• ACTIVITY:
No record may be left out; print them all verbatim.
▼▼▼
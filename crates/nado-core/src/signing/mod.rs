//! Digest and signature engine for Nado typed data.
//!
//! Implements the standard EIP-712 hash:
//! `keccak256(0x1901 ‖ domainSeparator ‖ hashStruct(message))`, and ECDSA
//! signing/recovery over that digest. Nothing here holds keys; the signer is
//! borrowed for the duration of one call.
//!
//! # Architecture
//!
//! ```text
//! auth::LinkedSigners ── active signer ──┐
//!                                        ▼
//! NadoMessage ──► TypedData ──► ExecuteSigner ──► SignedTx / PlaceTriggerOrder
//!                     │                                  │
//!                     └──────── digest ──────────────────┘
//! ```

pub mod signer;

use alloy_primitives::{keccak256, Address, FixedBytes, Signature, B256};
use alloy_signer::SignerSync;
use alloy_signer_local::PrivateKeySigner;
use alloy_sol_types::SolValue;
use tracing::debug;

use crate::eip712::{gen_order_verifying_contract, TypedData};
use crate::tx::Order;
use crate::{Error, Result};

pub use signer::{ExecuteSigner, SignedTx};

/// Compute the EIP-712 typed data hash from its two halves.
pub fn compute_typed_data_hash(domain_separator: B256, struct_hash: B256) -> B256 {
    let prefix = FixedBytes::<2>::from([0x19, 0x01]);
    let data = (prefix, domain_separator, struct_hash).abi_encode_packed();
    keccak256(&data)
}

/// The 32-byte digest signed for `typed_data`.
pub fn digest(typed_data: &TypedData) -> Result<B256> {
    typed_data
        .to_eip712()?
        .eip712_signing_hash()
        .map_err(|e| typed_data.hash_error(e))
}

/// Digest as `0x`-prefixed hex.
pub fn digest_hex(typed_data: &TypedData) -> Result<String> {
    Ok(format!("0x{}", hex::encode(digest(typed_data)?)))
}

/// Sign the digest of `typed_data`.
pub fn sign_typed_data(typed_data: &TypedData, signer: &PrivateKeySigner) -> Result<Signature> {
    let digest = digest(typed_data)?;

    let signature = signer
        .sign_hash_sync(&digest)
        .map_err(|e| Error::signing(format!("Failed to sign {}: {e}", typed_data.primary_type)))?;

    debug!(
        primary_type = %typed_data.primary_type,
        signer = %signer.address(),
        digest = %digest,
        "signed typed data"
    );

    Ok(signature)
}

/// Signature as `0x` + 130 hex chars (r ‖ s ‖ v).
pub fn signature_to_hex(signature: &Signature) -> String {
    format!("0x{}", hex::encode(signature.as_bytes()))
}

pub fn signature_from_hex(s: &str) -> Result<Signature> {
    let raw = hex::decode(s.trim().trim_start_matches("0x"))
        .map_err(|e| Error::signing(format!("Invalid signature hex: {e}")))?;
    Signature::try_from(raw.as_slice())
        .map_err(|e| Error::signing(format!("Invalid signature: {e}")))
}

/// Recover the address that produced `signature` over `typed_data`.
pub fn recover_signer(typed_data: &TypedData, signature: &Signature) -> Result<Address> {
    let digest = digest(typed_data)?;
    signature
        .recover_address_from_prehash(&digest)
        .map_err(|e| Error::signing(format!("Failed to recover signer: {e}")))
}

/// Whether `signature` over `typed_data` was produced by `expected`.
pub fn verify_typed_data(
    typed_data: &TypedData,
    signature: &Signature,
    expected: Address,
) -> Result<bool> {
    Ok(recover_signer(typed_data, signature)? == expected)
}

/// Digest identifying an order on `product_id`, as referenced by
/// cancellations and trigger dependencies.
pub fn get_order_digest(order: &Order, product_id: u32, chain_id: u64) -> Result<B256> {
    let typed_data =
        TypedData::from_message(order, gen_order_verifying_contract(product_id), chain_id)?;
    digest(&typed_data)
}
▲▲▲
• WORKED SOLUTION:
filename crates/nado-core/src/signing/mod.rs
//! Digest and signature engine for Nado typed data.
//!
//! Implements the standard EIP-712 hash:
//! `keccak256(0x1901 ‖ domainSeparator ‖ hashStruct(message))`, and ECDSA
//! signing/recovery over that digest. Nothing here holds keys; the signer is
//! borrowed for the duration of one call.
//!
//! # Architecture
//!
//! ```text
//! auth::LinkedSigners ── active signer ──┐
//!                                        ▼
//! NadoMessage ──► TypedData ──► ExecuteSigner ──► SignedTx / PlaceTriggerOrder
//!                     │                                  │
//!                     └──────── digest ──────────────────┘
//! ```

pub mod signer;

use alloy_primitives::{keccak256, Address, FixedBytes, Signature, B256};
use alloy_signer::SignerSync;
use alloy_signer_local::PrivateKeySigner;
use alloy_sol_types::SolValue;
use tracing::debug;

use crate::eip712::{gen_order_verifying_contract, TypedData};
use crate::tx::Order;
use crate::{Error, Result};

pub use signer::{ExecuteSigner, SignedTx};

/// Compute the EIP-712 typed data hash from its two halves.
pub fn compute_typed_data_hash(domain_separator: B256, struct_hash: B256) -> B256 {
    let prefix = FixedBytes::<2>::from([0x19, 0x01]);
    let data = (prefix, domain_separator, struct_hash).abi_encode_packed();
    keccak256(&data)
}

/// The 32-byte digest signed for `typed_data`.
pub fn digest(typed_data: &TypedData) -> Result<B256> {
    typed_data
        .to_eip712()?
        .eip712_signing_hash()
        .map_err(|e| typed_data.hash_error(e))
}

/// Digest as `0x`-prefixed hex.
pub fn digest_hex(typed_data: &TypedData) -> Result<String> {
    Ok(format!("0x{}", hex::encode(digest(typed_data)?)))
}

/// Sign the digest of `typed_data`.
pub fn sign_typed_data(typed_data: &TypedData, signer: &PrivateKeySigner) -> Result<Signature> {
    let digest = digest(typed_data)?;

    let signature = signer
        .sign_hash_sync(&digest)
        .map_err(|e| Error::signing(format!("Failed to sign {}: {e}", typed_data.primary_type)))?;

    debug!(
        primary_type = %typed_data.primary_type,
        signer = %signer.address(),
        digest = %digest,
        "signed typed data"
    );

    Ok(signature)
}

/// Signature as `0x` + 130 hex chars (r ‖ s ‖ v).
pub fn signature_to_hex(signature: &Signature) -> String {
    format!("0x{}", hex::encode(signature.as_bytes()))
}

pub fn signature_from_hex(s: &str) -> Result<Signature> {
    let raw = hex::decode(s.trim().trim_start_matches("0x"))
        .map_err(|e| Error::signing(format!("Invalid signature hex: {e}")))?;
    Signature::try_from(raw.as_slice())
        .map_err(|e| Error::signing(format!("Invalid signature: {e}")))
}

/// Recover the address that produced `signature` over `typed_data`.
pub fn recover_signer(typed_data: &TypedData, signature: &Signature) -> Result<Address> {
    let digest = digest(typed_data)?;
    signature
        .recover_address_from_prehash(&digest)
        .map_err(|e| Error::signing(format!("Failed to recover signer: {e}")))
}

/// Whether `signature` over `typed_data` was produced by `expected`.
pub fn verify_typed_data(
    typed_data: &TypedData,
    signature: &Signature,
    expected: Address,
) -> Result<bool> {
    Ok(recover_signer(typed_data, signature)? == expected)
}

/// Digest identifying an order on `product_id`, as referenced by
/// cancellations and trigger dependencies.
pub fn get_order_digest(order: &Order, product_id: u32, chain_id: u64) -> Result<B256> {
    let typed_data =
        TypedData::from_message(order, gen_order_verifying_contract(product_id), chain_id)?;
    digest(&typed_data)
}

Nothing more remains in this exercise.